En second lieu, cela signifie que notre mission commune a priorité sur mon programme personnel. J'ai mes talents, mes préférences et mes rêves, mais j'ai fait don de moi à notre commune prédication de la Bonne Nouvelle. Cette mission commune peut requérir l'acceptation momentanée de charges non désirées, comme d'être syndic, Maître des novices, ou des étudiants, ou de l'Ordre, pour le bien commun. On peut trouver qu'un bus ressemble à une salle commune. Il est plein de gens assis tous ensemble, qui parlent ou lisent, partageant un espace commun. Mais quand le trajet du bus quitte la direction de mon propre voyage, je descends et continue ma route. Vais-je considérer l'Ordre davantage comme un bus, sur lequel je ne reste que tant qu'il me porte dans la direction où je veux aller ?
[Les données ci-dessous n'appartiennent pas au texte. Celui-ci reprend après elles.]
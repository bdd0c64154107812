use super::ValidationError;
use secrecy::{ExposeSecret, Secret};

/// Plaintext password as supplied by a caller. Never persisted.
#[derive(Debug, Clone)]
pub struct Password(Secret<String>);

impl PartialEq for Password {
    fn eq(&self, other: &Self) -> bool {
        self.0.expose_secret() == other.0.expose_secret()
    }
}

impl Password {
    pub fn parse(s: Secret<String>) -> Result<Password, ValidationError> {
        validate_password(&s)?;
        Ok(Self(s))
    }
}

const MAX_PASSWORD_CHARACTERS: usize = 128;

fn validate_password(s: &Secret<String>) -> Result<(), ValidationError> {
    let char_count = s.expose_secret().chars().count();

    if char_count == 0 {
        return Err(ValidationError::new(
            "Password must not be empty.".to_owned(),
        ));
    }

    if char_count > MAX_PASSWORD_CHARACTERS {
        return Err(ValidationError::new(format!(
            "Password too long. Should be at most {} characters.",
            MAX_PASSWORD_CHARACTERS
        )));
    }

    Ok(())
}

impl AsRef<Secret<String>> for Password {
    fn as_ref(&self) -> &Secret<String> {
        &self.0
    }
}
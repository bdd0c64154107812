use std::collections::HashSet;

use super::{Authority, Email, User, UserPasswordHash};

/// Read-only view of a user handed to the authentication layer.
///
/// The four gating flags all mirror `User::enabled`; they are kept apart so
/// callers can check each one the way an authenticator expects to.
#[derive(Debug, Clone, PartialEq)]
pub struct AuthenticationPrincipal {
    pub username: Email,
    pub password_hash: UserPasswordHash,
    pub enabled: bool,
    pub account_non_expired: bool,
    pub credentials_non_expired: bool,
    pub account_non_locked: bool,
    pub authorities: HashSet<Authority>,
}

impl From<&User> for AuthenticationPrincipal {
    fn from(user: &User) -> Self {
        Self {
            username: user.email.clone(),
            password_hash: user.hash.clone(),
            enabled: user.enabled,
            account_non_expired: user.enabled,
            credentials_non_expired: user.enabled,
            account_non_locked: user.enabled,
            authorities: user
                .roles
                .iter()
                .map(|role| role.authority.clone())
                .collect(),
        }
    }
}

impl AuthenticationPrincipal {
    pub fn is_usable(&self) -> bool {
        self.enabled
            && self.account_non_expired
            && self.credentials_non_expired
            && self.account_non_locked
    }
}
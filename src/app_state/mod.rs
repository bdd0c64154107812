use std::sync::Arc;
use tokio::sync::RwLock;

use crate::domain::{PasswordHasher, RoleStore, UpdateMode, UserStore};
use crate::services::{RoleService, UserService};

pub type UserStoreType = Arc<RwLock<dyn UserStore + Send + Sync>>;
pub type RoleStoreType = Arc<RwLock<dyn RoleStore + Send + Sync>>;
pub type PasswordHasherType = Arc<dyn PasswordHasher + Send + Sync>;

#[derive(Clone)]
pub struct AppState {
    pub user_store: UserStoreType,
    pub role_store: RoleStoreType,
    pub role_service: RoleService,
    pub user_service: UserService,
}

impl AppState {
    pub fn new(
        user_store: UserStoreType,
        role_store: RoleStoreType,
        password_hasher: PasswordHasherType,
        update_mode: UpdateMode,
    ) -> Self {
        let role_service = RoleService::new(role_store.clone());
        let user_service = UserService::new(
            user_store.clone(),
            role_service.clone(),
            password_hasher,
            update_mode,
        );

        Self {
            user_store,
            role_store,
            role_service,
            user_service,
        }
    }
}
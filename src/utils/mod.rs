pub mod constants;
pub mod tracing;
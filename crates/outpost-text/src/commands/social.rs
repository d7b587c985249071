//! Relationship and profile commands: `follow/{actor}`, `unfollow/{actor}`,
//! `bio`, `bio/set`, `resolve` (spec.md §6).

use outpost_core::services::FollowResult;
use outpost_db::entities::person;
use sea_orm::Set;

use crate::context::TextContext;
use crate::render::handle_of;
use crate::resolver::resolve_handle;
use crate::response::Response;

/// `follow/{actor}`.
pub async fn follow(ctx: &TextContext, caller: &person::Model, target_handle: &str) -> Response {
    let target = match resolve_handle(ctx, target_handle).await {
        Ok(a) => a,
        Err(e) => return e.into(),
    };
    match ctx.following_service.follow(&caller.id, &target.id).await {
        Ok(FollowResult::Accepted) => Response::success(format!("Following {}.\n", handle_of(&target))),
        Ok(FollowResult::Pending) => Response::success(format!("Follow request sent to {}.\n", handle_of(&target))),
        Err(e) => e.into(),
    }
}

/// `unfollow/{actor}`.
pub async fn unfollow(ctx: &TextContext, caller: &person::Model, target_handle: &str) -> Response {
    let target = match resolve_handle(ctx, target_handle).await {
        Ok(a) => a,
        Err(e) => return e.into(),
    };
    match ctx.following_service.unfollow(&caller.id, &target.id).await {
        Ok(()) => {
            // spec.md §8 invariant 3: previously inserted `feed` rows are
            // purged once the follow backing them is undone.
            if let Err(e) = ctx.feed_service.purge_for_unfollow(&caller.id, &target.id).await {
                return e.into();
            }
            Response::success(format!("Unfollowed {}.\n", handle_of(&target)))
        }
        Err(e) => e.into(),
    }
}

/// `bio` — the caller's current bio.
pub async fn bio(caller: &person::Model) -> Response {
    match &caller.bio {
        Some(bio) if !bio.is_empty() => Response::success(format!("{bio}\n")),
        _ => Response::success("No bio set.\n"),
    }
}

/// `bio/set` — the body is the new bio verbatim.
pub async fn bio_set(ctx: &TextContext, caller: &person::Model, text: &str) -> Response {
    if text.chars().count() > ctx.max_bio_length {
        return Response::failure("Bio is too long");
    }
    let mut active: person::ActiveModel = caller.clone().into();
    active.bio = Set(if text.trim().is_empty() { None } else { Some(text.to_string()) });
    match ctx.person_repo.update(active).await {
        Ok(_) => Response::success("Bio updated.\n"),
        Err(e) => e.into(),
    }
}

/// `resolve` — looks a handle up without following or messaging it.
pub async fn resolve(ctx: &TextContext, handle: &str) -> Response {
    match resolve_handle(ctx, handle).await {
        Ok(actor) => Response::success(format!("{}\n{}\n", handle_of(&actor), actor.id)),
        Err(e) => e.into(),
    }
}
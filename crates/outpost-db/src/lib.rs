//! Database layer for outpost.
//!
//! A single `SQLite` file owned by one process (spec.md §1/§5) — there is
//! no connection pool fan-out across processes to coordinate.

pub mod entities;
pub mod migrations;
pub mod repositories;
pub mod test_utils;

use outpost_common::{AppError, Config};
use sea_orm::{ConnectOptions, Database, DatabaseConnection};
use std::time::Duration;
use tracing::log::LevelFilter;

/// Open the `SQLite` database named by `config.database.path`, creating it
/// if absent.
pub async fn init(config: &Config) -> Result<DatabaseConnection, AppError> {
    let url = format!("sqlite://{}?mode=rwc", config.database.path);
    let mut opt = ConnectOptions::new(url);

    opt.max_connections(config.database.max_connections)
        .connect_timeout(Duration::from_secs(10))
        .acquire_timeout(Duration::from_secs(10))
        .idle_timeout(Duration::from_secs(600))
        .sqlx_logging(true)
        .sqlx_logging_level(LevelFilter::Debug);

    Database::connect(opt)
        .await
        .map_err(|e| AppError::Database(e.to_string()))
}

/// Run pending migrations.
pub async fn migrate(db: &DatabaseConnection) -> Result<(), AppError> {
    use sea_orm_migration::MigratorTrait;
    migrations::Migrator::up(db, None)
        .await
        .map_err(|e| AppError::Database(e.to_string()))
}
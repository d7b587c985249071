//! Create poll + poll_vote table migration.

use sea_orm_migration::prelude::*;

#[derive(DeriveMigrationName)]
pub struct Migration;

#[async_trait::async_trait]
impl MigrationTrait for Migration {
    async fn up(&self, manager: &SchemaManager) -> Result<(), DbErr> {
        manager
            .create_table(
                Table::create()
                    .table(Poll::Table)
                    .if_not_exists()
                    .col(
                        ColumnDef::new(Poll::NoteId)
                            .string_len(1024)
                            .not_null()
                            .primary_key(),
                    )
                    .col(ColumnDef::new(Poll::Options).json().not_null())
                    .col(ColumnDef::new(Poll::Tallies).json().not_null())
                    .col(ColumnDef::new(Poll::Multiple).boolean().not_null().default(false))
                    .col(ColumnDef::new(Poll::ExpiresAt).timestamp_with_time_zone())
                    .col(ColumnDef::new(Poll::Closed).boolean().not_null().default(false))
                    .col(ColumnDef::new(Poll::VotersCount).integer().not_null().default(0))
                    .foreign_key(
                        ForeignKey::create()
                            .from(Poll::Table, Poll::NoteId)
                            .to(Note::Table, Note::Id)
                            .on_delete(ForeignKeyAction::Cascade),
                    )
                    .to_owned(),
            )
            .await?;

        manager
            .create_table(
                Table::create()
                    .table(PollVote::Table)
                    .if_not_exists()
                    .col(ColumnDef::new(PollVote::Id).string_len(64).not_null().primary_key())
                    .col(ColumnDef::new(PollVote::NoteId).string_len(1024).not_null())
                    .col(ColumnDef::new(PollVote::ActorId).string_len(1024).not_null())
                    .col(ColumnDef::new(PollVote::Choice).integer().not_null())
                    .col(
                        ColumnDef::new(PollVote::CreatedAt)
                            .timestamp_with_time_zone()
                            .not_null()
                            .default(Expr::current_timestamp()),
                    )
                    .foreign_key(
                        ForeignKey::create()
                            .from(PollVote::Table, PollVote::NoteId)
                            .to(Poll::Table, Poll::NoteId)
                            .on_delete(ForeignKeyAction::Cascade),
                    )
                    .to_owned(),
            )
            .await?;

        manager
            .create_index(
                Index::create()
                    .name("idx_poll_vote_note_actor")
                    .table(PollVote::Table)
                    .col(PollVote::NoteId)
                    .col(PollVote::ActorId)
                    .unique()
                    .to_owned(),
            )
            .await
    }

    async fn down(&self, manager: &SchemaManager) -> Result<(), DbErr> {
        manager
            .drop_table(Table::drop().table(PollVote::Table).to_owned())
            .await?;
        manager
            .drop_table(Table::drop().table(Poll::Table).to_owned())
            .await
    }
}

#[derive(Iden)]
enum Poll {
    Table,
    NoteId,
    Options,
    Tallies,
    Multiple,
    ExpiresAt,
    Closed,
    VotersCount,
}

#[derive(Iden)]
enum PollVote {
    Table,
    Id,
    NoteId,
    ActorId,
    Choice,
    CreatedAt,
}

#[derive(Iden)]
enum Note {
    Table,
    Id,
}
//! Create hashtag join table migration.

use sea_orm_migration::prelude::*;

#[derive(DeriveMigrationName)]
pub struct Migration;

#[async_trait::async_trait]
impl MigrationTrait for Migration {
    async fn up(&self, manager: &SchemaManager) -> Result<(), DbErr> {
        manager
            .create_table(
                Table::create()
                    .table(Hashtag::Table)
                    .if_not_exists()
                    .col(
                        ColumnDef::new(Hashtag::Id)
                            .big_integer()
                            .not_null()
                            .auto_increment()
                            .primary_key(),
                    )
                    .col(ColumnDef::new(Hashtag::Tag).string_len(128).not_null())
                    .col(ColumnDef::new(Hashtag::NoteId).string_len(1024).not_null())
                    .col(
                        ColumnDef::new(Hashtag::CreatedAt)
                            .timestamp_with_time_zone()
                            .not_null()
                            .default(Expr::current_timestamp()),
                    )
                    .to_owned(),
            )
            .await?;

        manager
            .create_index(
                Index::create()
                    .name("idx_hashtag_tag")
                    .table(Hashtag::Table)
                    .col(Hashtag::Tag)
                    .to_owned(),
            )
            .await
    }

    async fn down(&self, manager: &SchemaManager) -> Result<(), DbErr> {
        manager
            .drop_table(Table::drop().table(Hashtag::Table).to_owned())
            .await
    }
}

#[derive(Iden)]
enum Hashtag {
    Table,
    Id,
    Tag,
    NoteId,
    CreatedAt,
}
La fidélité implique également que je prenne position en faveur de mes frères, car leur réputation est la mienne. Dans nos Constitutions Primitives, et jusqu'à une période récente, l'un des devoirs du Maître des novices était d'enseigner à ces derniers à << soupçonner le bien >>. L'on doit toujours donner la meilleure interprétation possible de ce que les frères ont fait ou dit. Si un frère rentre régulièrement tard la nuit, eh bien, plutôt que d'imaginer quels terribles péchés il peut avoir commis, on supposera, par exemple, qu'il est allé visiter des malades. Savonarole1 écrit à ce novice prompt à critiquer : << Si tu vois une chose qui te déplaît, pense qu'elle a été faite dans une bonne intention : nombreux sont les hommes intérieurement meilleurs qu'il ne paraît >>. C'est bien plus qu'un optimisme naïf. Cela participe de cet amour qui voit le monde avec les yeux de Dieu : qui le voit bon. Sainte Catherine de Sienne écrivit un jour à Raymond de Capoue2, le confirmant dans sa confiance en l'amour qu'elle lui portait, et lorsque nous aimons quelqu'un, nous donnons la meilleure interprétation de ce qu'il fait, confiants qu'il recherche toujours notre bien : << Au-delà de l'amour général, il y a un amour particulier qui s'exprime dans la foi. Et il s'exprime de telle manière qu'il ne saurait croire ni imaginer que l'autre pût désirer autre chose que notre bien >>.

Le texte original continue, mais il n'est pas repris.